Emanuel cocked his head, confused. “What other reason to sit up then, eh? When the beds are so comfortable? Here!”

He toddled over to one mattress, one with a particularly prominent hump, and sat upon it. Then he demonstrated how to stretch out upon one’s back, as if neither man had ever attempted such a daring feat before.

“There, you see? I do not even need a pillow,” he announced proudly. “Which is handy, as I have none. You simply lie here quietly…”

“If you are going to sleep,” Douglas scolded, watching him, “kindly do not take the worst bed of the lot.”

“And you will kindly be quiet before your elders!” Emanuel snapped. “Now, then,” he continued as if in the midst of some difficult lesson. He pulled a moth-eaten blanket around him, up to his neck. “You simply close your eyes… thus…”

Within seconds, he was snoring lightly.

* * *

Douglas took the packet of letters from Holmes and cut open the first two envelopes, both of which bore a postmark from Honduras, both sent by the same correspondent, but five days apart.

As he scanned them, Holmes watched him expectantly, and after a moment began to drum his fingertips on the tabletop.

“I am too practical,” he said, “to believe that somewhere in that stack lies the answer to all our problems.”

“Far from it,” Douglas replied sourly, “at least judging from these. They say nothing beyond the usual niceties. ‘All is well,’ not to be outdone by ‘all is
still
well’…” He pushed the first two letters aside and tore open the third envelope, this one hailing from Jamaica.

“Might you include me from the first salutation?” Holmes asked drily. “For if not, I shall surely go mad.”

At which point Douglas began translating aloud.

“‘My dear Cyrus,’” he said. “‘You shall be pleased to know that our little island has seen a rather peaceful month…’”

Holmes laughed mirthlessly.

“We are not pleased in the least,” he said.
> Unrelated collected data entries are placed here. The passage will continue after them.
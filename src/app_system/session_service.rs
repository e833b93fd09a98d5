use tokio::sync::mpsc;
use tracing::{info, instrument, warn};

use crate::clients::SessionClient;
use crate::messages::{ServiceResponse, ServiceResult, SessionRequest};
use crate::session::Session;

/// Owns the [`Session`] and applies requests to it one at a time, so each
/// runs to completion before the next is looked at.
pub struct SessionService {
    receiver: mpsc::Receiver<SessionRequest>,
    session: Session,
}

impl SessionService {
    pub fn new(buffer_size: usize, session: Session) -> (Self, SessionClient) {
        let (sender, receiver) = mpsc::channel(buffer_size);
        let service = Self { receiver, session };
        let client = SessionClient::new(sender);
        (service, client)
    }

    /// Main actor loop. Stops on `Shutdown` or once every client is dropped.
    #[instrument(name = "session_service", skip(self))]
    pub async fn run(mut self) {
        info!("SessionService starting");

        while let Some(msg) = self.receiver.recv().await {
            let session = &mut self.session;
            match msg {
                SessionRequest::Login { number, respond_to } => {
                    reply(respond_to, session.login(&number));
                }
                SessionRequest::Logout { respond_to } => {
                    session.logout();
                    reply(respond_to, Ok(()));
                }
                SessionRequest::Browse {
                    low_calorie_only,
                    respond_to,
                } => {
                    reply(respond_to, session.browse(low_calorie_only));
                }
                SessionRequest::AddOns { respond_to } => {
                    reply(respond_to, session.add_ons());
                }
                SessionRequest::ListBlueprints { respond_to } => {
                    reply(respond_to, session.blueprints());
                }
                SessionRequest::SelectProduct { id, respond_to } => {
                    reply(respond_to, session.select_product(id));
                }
                SessionRequest::ReorderBlueprint { index, respond_to } => {
                    reply(respond_to, session.reorder_blueprint(index));
                }
                SessionRequest::AddItem {
                    id,
                    quantity,
                    respond_to,
                } => {
                    reply(respond_to, session.add_item(id, quantity));
                }
                SessionRequest::RemoveAt { index, respond_to } => {
                    reply(respond_to, session.remove_at(index));
                }
                SessionRequest::RemoveProduct { id, respond_to } => {
                    reply(respond_to, session.remove_product(id));
                }
                SessionRequest::RemoveOne { id, respond_to } => {
                    reply(respond_to, session.remove_one(id));
                }
                SessionRequest::BackToCatalog { respond_to } => {
                    reply(respond_to, session.back_to_catalog());
                }
                SessionRequest::ProceedToCheckout { respond_to } => {
                    reply(respond_to, session.proceed_to_checkout());
                }
                SessionRequest::BackToOrder { respond_to } => {
                    reply(respond_to, session.back_to_order());
                }
                SessionRequest::Confirm {
                    save_blueprint,
                    respond_to,
                } => {
                    reply(respond_to, session.confirm(save_blueprint));
                }
                SessionRequest::Snapshot { respond_to } => {
                    reply(respond_to, Ok(session.state().clone()));
                }
                SessionRequest::Shutdown => {
                    info!("SessionService shutting down");
                    break;
                }
            }
        }

        info!("SessionService stopped");
    }
}

fn reply<T>(respond_to: ServiceResponse<T>, result: ServiceResult<T>) {
    if let Err(e) = &result {
        warn!(error = %e, "Request rejected");
    }
    let _ = respond_to.send(result);
}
That letter, too, was shoved aside in favor of the fourth and the fifth. Holmes’s hopes to the contrary, these were no more productive. Douglas showed his disdain by balling up both and lobbing them neatly into the stove’s open maw.

By the time he’d reached the sixth envelope—this one hailing from Venezuela—it bore the brunt of his growing annoyance.

“Careful!” Holmes cried. “You nearly cut the letter in twain!”